*Task statement*
Please copy each line below that contains the word "body".

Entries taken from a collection
★ ★ ★ ★ ★ ★ ★

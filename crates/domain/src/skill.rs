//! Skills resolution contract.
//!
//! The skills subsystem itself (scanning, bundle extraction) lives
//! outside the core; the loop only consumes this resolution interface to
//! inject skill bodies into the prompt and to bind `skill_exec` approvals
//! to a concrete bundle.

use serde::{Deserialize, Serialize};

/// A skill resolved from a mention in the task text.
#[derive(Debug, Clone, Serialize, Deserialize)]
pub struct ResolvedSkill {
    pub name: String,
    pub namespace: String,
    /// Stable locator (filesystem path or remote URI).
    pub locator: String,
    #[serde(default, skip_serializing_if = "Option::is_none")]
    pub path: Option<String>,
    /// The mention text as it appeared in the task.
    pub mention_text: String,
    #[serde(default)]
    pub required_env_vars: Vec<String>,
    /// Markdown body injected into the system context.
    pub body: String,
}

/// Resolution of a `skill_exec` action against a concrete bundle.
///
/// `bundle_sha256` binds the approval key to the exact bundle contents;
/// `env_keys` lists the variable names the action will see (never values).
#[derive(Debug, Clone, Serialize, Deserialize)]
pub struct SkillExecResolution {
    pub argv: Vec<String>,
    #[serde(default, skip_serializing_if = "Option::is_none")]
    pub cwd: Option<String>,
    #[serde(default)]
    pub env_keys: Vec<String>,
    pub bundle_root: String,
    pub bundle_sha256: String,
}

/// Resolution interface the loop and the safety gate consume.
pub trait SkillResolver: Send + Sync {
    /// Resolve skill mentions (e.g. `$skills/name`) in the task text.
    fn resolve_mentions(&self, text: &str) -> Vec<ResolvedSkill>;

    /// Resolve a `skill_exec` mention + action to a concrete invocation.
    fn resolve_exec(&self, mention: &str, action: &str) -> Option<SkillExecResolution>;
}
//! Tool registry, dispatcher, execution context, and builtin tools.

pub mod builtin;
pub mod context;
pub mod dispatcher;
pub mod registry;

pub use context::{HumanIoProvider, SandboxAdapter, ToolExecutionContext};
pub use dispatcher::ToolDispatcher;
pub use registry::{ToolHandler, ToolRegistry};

★ ★ ★ ★ ★ ★ ★

*Exercise answer*
    /// Markdown body injected into the system context.
    pub body: String,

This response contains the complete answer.